- [Exercise instructions]: Check each line of the listing for the string "missing", count the lines that have it, and answer with that number only.
□ □ □ □ □
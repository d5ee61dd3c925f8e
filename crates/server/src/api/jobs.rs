//! Job API handlers.

use axum::{
    extract::{Path, Query, State},
    http::StatusCode,
    Json,
};
use serde::{Deserialize, Serialize};
use social_recipes_core::{Job, JobFilter, JobStatus, PendingUpload, SchedulerError};
use std::sync::Arc;
use tracing::error;

use super::handlers::{error_response, ApiError};
use crate::state::AppState;

/// Maximum allowed limit for job queries
const MAX_LIMIT: i64 = 1000;

/// Default limit for job queries
const DEFAULT_LIMIT: i64 = 100;

// ============================================================================
// Request/Response Types
// ============================================================================

/// Request body for submitting a job
#[derive(Debug, Deserialize)]
pub struct CreateJobBody {
    /// Social video URL
    pub url: String,
}

/// Query parameters for listing jobs
#[derive(Debug, Deserialize)]
pub struct ListJobsParams {
    /// Filter by status
    pub status: Option<String>,
    /// Only jobs that have not finished
    #[serde(default)]
    pub active: bool,
    pub limit: Option<i64>,
    pub offset: Option<i64>,
}

/// A job plus the upload it is parked on, if any
#[derive(Debug, Serialize)]
pub struct JobResponse {
    #[serde(flatten)]
    pub job: Job,
    #[serde(skip_serializing_if = "Option::is_none")]
    pub pending_upload: Option<PendingUpload>,
}

/// Response for listing jobs
#[derive(Debug, Serialize)]
pub struct ListJobsResponse {
    pub jobs: Vec<Job>,
    pub total: i64,
    pub limit: i64,
    pub offset: i64,
}

fn internal(e: impl std::fmt::Display) -> ApiError {
    error!("Job API error: {}", e);
    error_response(StatusCode::INTERNAL_SERVER_ERROR, e.to_string())
}

// ============================================================================
// Handlers
// ============================================================================

/// Submit a video URL and queue its pipeline
pub async fn create_job(
    State(state): State<Arc<AppState>>,
    Json(body): Json<CreateJobBody>,
) -> Result<(StatusCode, Json<Job>), ApiError> {
    match state
        .scheduler()
        .submit_and_start(&body.url, state.pipeline())
    {
        Ok(job) => Ok((StatusCode::CREATED, Json(job))),
        Err(SchedulerError::InvalidUrl(msg)) => Err(error_response(StatusCode::BAD_REQUEST, msg)),
        Err(SchedulerError::ShuttingDown) => Err(error_response(
            StatusCode::SERVICE_UNAVAILABLE,
            "Server is shutting down",
        )),
        Err(e) => Err(internal(e)),
    }
}

/// Get a job by ID
pub async fn get_job(
    State(state): State<Arc<AppState>>,
    Path(id): Path<String>,
) -> Result<Json<JobResponse>, ApiError> {
    let job = match state.job_store().get(&id) {
        Ok(Some(job)) => job,
        Ok(None) => {
            return Err(error_response(
                StatusCode::NOT_FOUND,
                format!("Job not found: {}", id),
            ))
        }
        Err(e) => return Err(internal(e)),
    };

    let pending_upload = if job.status == JobStatus::AwaitingConfirmation {
        state.gate().pending_for_job(&id).map_err(internal)?
    } else {
        None
    };

    Ok(Json(JobResponse {
        job,
        pending_upload,
    }))
}

/// List jobs, newest first
pub async fn list_jobs(
    State(state): State<Arc<AppState>>,
    Query(params): Query<ListJobsParams>,
) -> Result<Json<ListJobsResponse>, ApiError> {
    let limit = params.limit.unwrap_or(DEFAULT_LIMIT).clamp(1, MAX_LIMIT);
    let offset = params.offset.unwrap_or(0).max(0);

    let mut filter = JobFilter::new().with_limit(limit).with_offset(offset);
    if let Some(ref status) = params.status {
        match status.parse::<JobStatus>() {
            Ok(status) => filter = filter.with_status(status),
            Err(e) => return Err(error_response(StatusCode::BAD_REQUEST, e.to_string())),
        }
    }
    if params.active {
        filter = filter.active();
    }

    let jobs = state.job_store().list(&filter).map_err(internal)?;
    let total = state.job_store().count(&filter).map_err(internal)?;

    Ok(Json(ListJobsResponse {
        jobs,
        total,
        limit,
        offset,
    }))
}

/// Cancel a job
pub async fn cancel_job(
    State(state): State<Arc<AppState>>,
    Path(id): Path<String>,
) -> Result<Json<Job>, ApiError> {
    let job = match state.job_store().get(&id) {
        Ok(Some(job)) => job,
        Ok(None) => {
            return Err(error_response(
                StatusCode::NOT_FOUND,
                format!("Job not found: {}", id),
            ))
        }
        Err(e) => return Err(internal(e)),
    };

    if job.is_terminal() {
        return Err(error_response(
            StatusCode::CONFLICT,
            format!("Job already {}", job.status),
        ));
    }

    match state.scheduler().cancel(&id) {
        Ok(true) => {}
        // Finished between the read and the cancel
        Ok(false) => {
            return Err(error_response(
                StatusCode::CONFLICT,
                "Job already finished".to_string(),
            ))
        }
        Err(e) => return Err(internal(e)),
    }

    match state.job_store().get(&id) {
        Ok(Some(job)) => Ok(Json(job)),
        Ok(None) => Err(error_response(
            StatusCode::NOT_FOUND,
            format!("Job not found: {}", id),
        )),
        Err(e) => Err(internal(e)),
    }
}
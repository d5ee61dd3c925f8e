//! HTTP plumbing and schema.org helpers shared by the recipe manager exporters.

use std::path::Path;
use std::time::Duration;

use reqwest::{multipart, Client, Method};
use serde_json::Value;

use crate::config::RecipeManagerConfig;

/// Longest response excerpt carried into an error message.
const BODY_EXCERPT_CHARS: usize = 500;

/// Bearer-authenticated JSON client for one recipe manager.
pub(crate) struct RecipeApiClient {
    client: Client,
    base_url: String,
    api_key: String,
}

impl RecipeApiClient {
    pub fn new(config: &RecipeManagerConfig) -> Self {
        let client = Client::builder()
            .timeout(Duration::from_secs(config.timeout_secs))
            .build()
            .expect("Failed to create HTTP client");

        Self {
            client,
            base_url: config.host.trim_end_matches('/').to_string(),
            api_key: config.api_key.clone(),
        }
    }

    fn url(&self, path: &str) -> String {
        format!("{}{}", self.base_url, path)
    }

    /// Send a JSON body and parse the JSON reply (`Null` for an empty body).
    pub async fn send_json(&self, method: Method, path: &str, body: &Value) -> Result<Value, String> {
        let response = self
            .client
            .request(method.clone(), self.url(path))
            .bearer_auth(&self.api_key)
            .header("Accept", "application/json")
            .json(body)
            .send()
            .await
            .map_err(|e| format!("{} {} failed: {}", method, path, e))?;

        let status = response.status();
        let text = response.text().await.unwrap_or_default();
        if !status.is_success() {
            return Err(format!(
                "{} {} returned {}: {}",
                method,
                path,
                status.as_u16(),
                excerpt(&text)
            ));
        }

        if text.trim().is_empty() {
            return Ok(Value::Null);
        }
        serde_json::from_str(&text).map_err(|e| format!("{} {} returned invalid JSON: {}", method, path, e))
    }

    /// Upload an image file as multipart field `image`, plus any extra text fields.
    pub async fn upload_image(
        &self,
        method: Method,
        path: &str,
        image: &Path,
        extra_fields: &[(&'static str, String)],
    ) -> Result<(), String> {
        let bytes = tokio::fs::read(image)
            .await
            .map_err(|e| format!("cannot read image {}: {}", image.display(), e))?;
        let file_name = image
            .file_name()
            .map(|n| n.to_string_lossy().into_owned())
            .unwrap_or_else(|| "image.jpg".to_string());

        let part = multipart::Part::bytes(bytes)
            .file_name(file_name)
            .mime_str(image_content_type(image))
            .map_err(|e| e.to_string())?;
        let mut form = multipart::Form::new().part("image", part);
        for (name, value) in extra_fields {
            form = form.text(*name, value.clone());
        }

        let response = self
            .client
            .request(method.clone(), self.url(path))
            .bearer_auth(&self.api_key)
            .multipart(form)
            .send()
            .await
            .map_err(|e| format!("{} {} failed: {}", method, path, e))?;

        let status = response.status();
        if !status.is_success() {
            let text = response.text().await.unwrap_or_default();
            return Err(format!(
                "{} {} returned {}: {}",
                method,
                path,
                status.as_u16(),
                excerpt(&text)
            ));
        }
        Ok(())
    }
}

fn excerpt(text: &str) -> String {
    text.chars().take(BODY_EXCERPT_CHARS).collect()
}

pub(crate) fn image_content_type(path: &Path) -> &'static str {
    match path
        .extension()
        .map(|e| e.to_string_lossy().to_ascii_lowercase())
        .as_deref()
    {
        Some("png") => "image/png",
        Some("webp") => "image/webp",
        _ => "image/jpeg",
    }
}

/// A string field, empty when missing.
pub(crate) fn text_field(recipe: &Value, key: &str) -> String {
    recipe
        .get(key)
        .and_then(Value::as_str)
        .map(str::trim)
        .unwrap_or_default()
        .to_string()
}

/// Flatten a schema.org list field into plain strings.
///
/// Handles a single string, arrays of strings, `HowToStep` objects and
/// `HowToSection` objects with nested `itemListElement`.
pub(crate) fn text_list(value: Option<&Value>) -> Vec<String> {
    let mut out = Vec::new();
    if let Some(value) = value {
        collect_text(value, &mut out);
    }
    out
}

fn collect_text(value: &Value, out: &mut Vec<String>) {
    match value {
        Value::String(s) => {
            let s = s.trim();
            if !s.is_empty() {
                out.push(s.to_string());
            }
        }
        Value::Array(items) => items.iter().for_each(|item| collect_text(item, out)),
        Value::Object(map) => {
            if let Some(nested) = map.get("itemListElement") {
                collect_text(nested, out);
            } else if let Some(text) = map.get("text").or_else(|| map.get("name")) {
                collect_text(text, out);
            }
        }
        _ => {}
    }
}

/// Keywords from either a comma-separated string or an array.
pub(crate) fn keywords(recipe: &Value) -> Vec<String> {
    match recipe.get("keywords") {
        Some(Value::String(s)) => s
            .split(',')
            .map(str::trim)
            .filter(|k| !k.is_empty())
            .map(str::to_string)
            .collect(),
        other => text_list(other),
    }
}

/// Minutes in an ISO 8601 duration such as `PT1H30M`.
pub(crate) fn iso_duration_minutes(recipe: &Value, key: &str) -> Option<u64> {
    let raw = recipe.get(key)?.as_str()?.trim().to_ascii_uppercase();
    let time = raw.strip_prefix("PT")?;

    let mut minutes = 0u64;
    let mut number = String::new();
    for c in time.chars() {
        if c.is_ascii_digit() {
            number.push(c);
            continue;
        }
        let n: u64 = number.parse().ok()?;
        number.clear();
        match c {
            'H' => minutes += n * 60,
            'M' => minutes += n,
            'S' => minutes += n / 60,
            _ => return None,
        }
    }
    Some(minutes)
}

/// Leading integer of `recipeYield` ("4 servings" -> 4).
pub(crate) fn servings(recipe: &Value) -> Option<u64> {
    match recipe.get("recipeYield")? {
        Value::Number(n) => n.as_u64(),
        Value::String(s) => s
            .split(|c: char| !c.is_ascii_digit())
            .find(|part| !part.is_empty())
            .and_then(|part| part.parse().ok()),
        Value::Array(items) => items.first().and_then(|first| servings(&serde_json::json!({ "recipeYield": first }))),
        _ => None,
    }
}

#[cfg(test)]
mod tests {
    use super::*;
    use serde_json::json;

    #[test]
    fn test_text_list_flattens_steps_and_sections() {
        let instructions = json!([
            {"@type": "HowToStep", "text": "Chop onions"},
            {"@type": "HowToSection", "name": "Sauce", "itemListElement": [
                {"@type": "HowToStep", "text": "Add tomatoes"}
            ]},
            "Serve hot"
        ]);
        assert_eq!(
            text_list(Some(&instructions)),
            vec!["Chop onions", "Add tomatoes", "Serve hot"]
        );
        assert!(text_list(None).is_empty());
    }

    #[test]
    fn test_iso_duration_minutes() {
        let recipe = json!({"prepTime": "PT1H30M", "cookTime": "PT45M", "totalTime": "P1D"});
        assert_eq!(iso_duration_minutes(&recipe, "prepTime"), Some(90));
        assert_eq!(iso_duration_minutes(&recipe, "cookTime"), Some(45));
        assert_eq!(iso_duration_minutes(&recipe, "totalTime"), None);
        assert_eq!(iso_duration_minutes(&recipe, "missing"), None);
    }

    #[test]
    fn test_servings() {
        assert_eq!(servings(&json!({"recipeYield": "4 servings"})), Some(4));
        assert_eq!(servings(&json!({"recipeYield": 6})), Some(6));
        assert_eq!(servings(&json!({"recipeYield": ["2", "2 plates"]})), Some(2));
        assert_eq!(servings(&json!({"recipeYield": "some"})), None);
    }

    #[test]
    fn test_keywords_from_string_or_array() {
        assert_eq!(keywords(&json!({"keywords": "vegan, quick"})), vec!["vegan", "quick"]);
        assert_eq!(keywords(&json!({"keywords": ["soup"]})), vec!["soup"]);
    }

    #[test]
    fn test_image_content_type() {
        assert_eq!(image_content_type(Path::new("a.PNG")), "image/png");
        assert_eq!(image_content_type(Path::new("a.jpg")), "image/jpeg");
    }
}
□ □ □ □ □
- [Solved problem]: 2